Les intellectuelles dans la course

Face à cette volonté de réduire leurs libertés, les femmes tiennent tête et même si elles savent que la route reste longue et que la vraie victoire ne viendra qu’avec la reconnaissance de leurs droits et la démocratie, elles n’hésitent pas, quelque soit leur statut social, à affronter leurs opposants, comme en témoigne l’incroyable implication d’Asma Jahangir. Cette avocate, militante depuis de longues années, a présidé la Commission des droits de l’homme du Pakistan (HRCP - https://hrcp-web.org/hrcpweb/ et exerce depuis 1998 la fonction de rapporteuse spéciale des Nations unies de la commission des droits de l’homme.
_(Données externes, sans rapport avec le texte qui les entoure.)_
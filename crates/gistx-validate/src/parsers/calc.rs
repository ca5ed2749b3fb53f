//! `calc:<kind>` blocks on automatic questions.

use std::collections::BTreeMap;
use std::sync::LazyLock;

use gistx_model::{
    AgeReference, CalcKind, CalcPart, CalcSpec, CaseWhen, Column, DateOffset, DateUnit,
    FilterOperator, IssueKind, MathOperator, QueryParam,
};
use regex::Regex;

use crate::collector::{Checkpoint, IssueSink};
use crate::grammar::{cell_lines, is_field_name, split_key_value};

static PARAM_REGEX: LazyLock<Regex> =
    LazyLock::new(|| Regex::new(r"^(@?\w+)\s*=\s*(\w+)$").expect("Invalid param regex"));

static WHEN_REGEX: LazyLock<Regex> = LazyLock::new(|| {
    Regex::new(r"^(\w+)\s+(=|!=|<>|>=|<=|>|<)\s+(.+?)\s*=>\s*(.+)$").expect("Invalid when regex")
});

/// Every key the calculation language knows, across all kinds.
const KNOWN_KEYS: [&str; 11] = [
    "calc", "value", "field", "sql", "param", "operator", "separator", "part", "when", "else",
    "unit",
];

const REPEATED_KEYS: [&str; 3] = ["param", "part", "when"];

/// Key/value lines of one calc block.
#[derive(Default)]
struct CalcLines<'t> {
    single: BTreeMap<String, &'t str>,
    repeated: BTreeMap<String, Vec<&'t str>>,
}

impl<'t> CalcLines<'t> {
    fn get(&self, key: &str) -> Option<&'t str> {
        self.single.get(key).copied()
    }

    fn all(&self, key: &str) -> &[&'t str] {
        self.repeated.get(key).map(Vec::as_slice).unwrap_or(&[])
    }
}

/// Parses the Responses cell of an automatic question into a [`CalcSpec`].
pub fn parse_calc(text: &str, sink: &mut IssueSink<'_>) -> Option<CalcSpec> {
    let mark = Checkpoint::new(sink);
    let mut lines = cell_lines(text);

    let kind_token = lines
        .next()
        .and_then(split_key_value)
        .map(|(_, kind)| kind)
        .unwrap_or_default();
    let Some(kind) = CalcKind::parse(kind_token) else {
        sink.error(
            IssueKind::FieldFormat,
            Column::Responses,
            format!(
                "unknown calculation type '{kind_token}', expected one of {}",
                CalcKind::ALL.map(CalcKind::as_str).join(", ")
            ),
        );
        return None;
    };

    let mut calc = CalcLines::default();
    for line in lines {
        let Some((key, value)) = split_key_value(line) else {
            sink.error(
                IssueKind::FieldFormat,
                Column::Responses,
                format!("expected 'key:value', found '{line}'"),
            );
            continue;
        };
        if !KNOWN_KEYS.contains(&key.as_str()) {
            sink.warning(
                IssueKind::FieldFormat,
                Column::Responses,
                format!("unknown calculation key '{key}'"),
            );
            continue;
        }
        if !kind.keys().contains(&key.as_str()) {
            sink.warning(
                IssueKind::FieldFormat,
                Column::Responses,
                format!("key '{key}' is not used by calc:{kind}"),
            );
            continue;
        }
        if REPEATED_KEYS.contains(&key.as_str()) {
            calc.repeated.entry(key).or_default().push(value);
        } else {
            calc.single.insert(key, value);
        }
    }

    let spec = build(kind, &calc, sink);
    if mark.clean(sink) { spec } else { None }
}

fn build(kind: CalcKind, calc: &CalcLines<'_>, sink: &mut IssueSink<'_>) -> Option<CalcSpec> {
    match kind {
        CalcKind::Constant => Some(CalcSpec::Constant {
            value: required(kind, calc, "value", sink)?,
        }),
        CalcKind::Lookup => Some(CalcSpec::Lookup {
            field: required(kind, calc, "field", sink)?,
        }),
        CalcKind::Query => {
            let sql = required(kind, calc, "sql", sink);
            let params: Vec<_> = calc
                .all("param")
                .iter()
                .filter_map(|line| parse_param(line, sink))
                .collect();
            if calc.all("param").is_empty() {
                fail::<()>(sink, "query requires at least 1 param");
            }
            Some(CalcSpec::Query { sql: sql?, params })
        }
        CalcKind::Math => {
            let operator = match calc.get("operator") {
                None | Some("") => fail(sink, "math requires operator"),
                Some(token) => MathOperator::parse(token).or_else(|| {
                    fail(
                        sink,
                        &format!("invalid math operator '{token}', expected +, -, * or /"),
                    )
                }),
            };
            let parts = parse_parts(calc, sink);
            if calc.all("part").len() < 2 {
                fail::<()>(sink, "math requires at least 2 parts");
            }
            Some(CalcSpec::Math {
                operator: operator?,
                parts,
            })
        }
        CalcKind::Concat => {
            let parts = parse_parts(calc, sink);
            if calc.all("part").is_empty() {
                fail::<()>(sink, "concat requires at least 1 part");
            }
            Some(CalcSpec::Concat {
                separator: optional(calc, "separator"),
                parts,
            })
        }
        CalcKind::Case => {
            let whens: Vec<_> = calc
                .all("when")
                .iter()
                .filter_map(|line| parse_when(line, sink))
                .collect();
            if calc.all("when").is_empty() {
                fail::<()>(sink, "case requires at least 1 when");
            }
            Some(CalcSpec::Case {
                whens,
                otherwise: optional(calc, "else"),
            })
        }
        CalcKind::AgeFromDate => {
            let field = required(kind, calc, "field", sink);
            let reference = required(kind, calc, "value", sink).and_then(|value| {
                if value.eq_ignore_ascii_case("today") {
                    Some(AgeReference::Today)
                } else if is_field_name(&value) {
                    Some(AgeReference::Field(value))
                } else {
                    fail(
                        sink,
                        &format!("age_from_date value must be 'today' or a FieldName, found '{value}'"),
                    )
                }
            });
            Some(CalcSpec::AgeFromDate {
                field: field?,
                reference: reference?,
            })
        }
        CalcKind::AgeAtDate => {
            let field = required(kind, calc, "field", sink);
            let value = required(kind, calc, "value", sink);
            Some(CalcSpec::AgeAtDate {
                field: field?,
                value: value?,
                separator: optional(calc, "separator"),
            })
        }
        CalcKind::DateOffset => {
            let field = required(kind, calc, "field", sink);
            let offset = required(kind, calc, "value", sink).and_then(|value| {
                value.parse::<DateOffset>().ok().or_else(|| {
                    fail(
                        sink,
                        &format!("date_offset value '{value}' must look like +28d or -1y"),
                    )
                })
            });
            Some(CalcSpec::DateOffset {
                field: field?,
                offset: offset?,
            })
        }
        CalcKind::DateDiff => {
            let field = required(kind, calc, "field", sink);
            let value = required(kind, calc, "value", sink);
            let unit = required(kind, calc, "unit", sink).and_then(|unit| {
                unit.parse::<DateUnit>().ok().or_else(|| {
                    fail(
                        sink,
                        &format!("date_diff unit '{unit}' must be d, w, m or y"),
                    )
                })
            });
            Some(CalcSpec::DateDiff {
                field: field?,
                value: value?,
                unit: unit?,
            })
        }
    }
}

fn required(
    kind: CalcKind,
    calc: &CalcLines<'_>,
    key: &str,
    sink: &mut IssueSink<'_>,
) -> Option<String> {
    match calc.get(key) {
        Some(value) if !value.is_empty() => Some(value.to_string()),
        _ => fail(sink, &format!("{kind} requires {key}")),
    }
}

fn optional(calc: &CalcLines<'_>, key: &str) -> Option<String> {
    calc.get(key)
        .filter(|value| !value.is_empty())
        .map(str::to_string)
}

fn fail<T>(sink: &mut IssueSink<'_>, message: &str) -> Option<T> {
    sink.error(IssueKind::FieldFormat, Column::Responses, message);
    None
}

fn parse_parts(calc: &CalcLines<'_>, sink: &mut IssueSink<'_>) -> Vec<CalcPart> {
    calc.all("part")
        .iter()
        .filter_map(|line| parse_part(line, sink))
        .collect()
}

/// `part:<constant|lookup|query> <value>`
fn parse_part(line: &str, sink: &mut IssueSink<'_>) -> Option<CalcPart> {
    let Some((part_type, value)) = line.split_once(' ') else {
        return fail(sink, &format!("invalid part '{line}', expected 'type value'"));
    };
    let value = value.trim().to_string();
    match part_type.to_lowercase().as_str() {
        "constant" => Some(CalcPart::Constant(value)),
        "lookup" => Some(CalcPart::Lookup(value)),
        "query" => Some(CalcPart::Query(value)),
        other => fail(
            sink,
            &format!("invalid part type '{other}', expected constant, lookup or query"),
        ),
    }
}

/// `@name = fieldName`; the `@` is added when missing.
fn parse_param(line: &str, sink: &mut IssueSink<'_>) -> Option<QueryParam> {
    let Some(caps) = PARAM_REGEX.captures(line) else {
        return fail(
            sink,
            &format!("invalid param '{line}', expected '@name = fieldName'"),
        );
    };
    let name = &caps[1];
    let name = if name.starts_with('@') {
        name.to_string()
    } else {
        format!("@{name}")
    };
    Some(QueryParam {
        name,
        field: caps[2].to_string(),
    })
}

/// `<field> <op> <value> => <result>`
fn parse_when(line: &str, sink: &mut IssueSink<'_>) -> Option<CaseWhen> {
    let parsed = WHEN_REGEX.captures(line).and_then(|caps| {
        Some(CaseWhen {
            field: caps[1].to_string(),
            operator: FilterOperator::parse(&caps[2])?,
            value: caps[3].trim().to_string(),
            result: caps[4].trim().to_string(),
        })
    });
    parsed.or_else(|| {
        fail(
            sink,
            &format!("invalid when '{line}', expected 'field operator value => result'"),
        )
    })
}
Elle est la principale organisatrice de ces petits marathons : « un petit pas pour la commission des droits de l’homme, mais un pas immense pour le Pakistan ». Malgré son statut d’« intellectuelle », elle n’hésite pas à risquer sa vie en organisant et participant à ces courses mixtes pour soutenir ses « sœurs » pakistanaises dans la lutte pour une reconsidération de leur statut. Cet exemple n’est pas isolé. Les femmes ont depuis longtemps combattu pour leurs droits et face à la radicalisation et à l’instrumentalisation de l’islam, leur lutte s’est intensifiée. Le sport est devenu un nouveau terrain de bataille pour ces femmes qui veulent gagner leur liberté.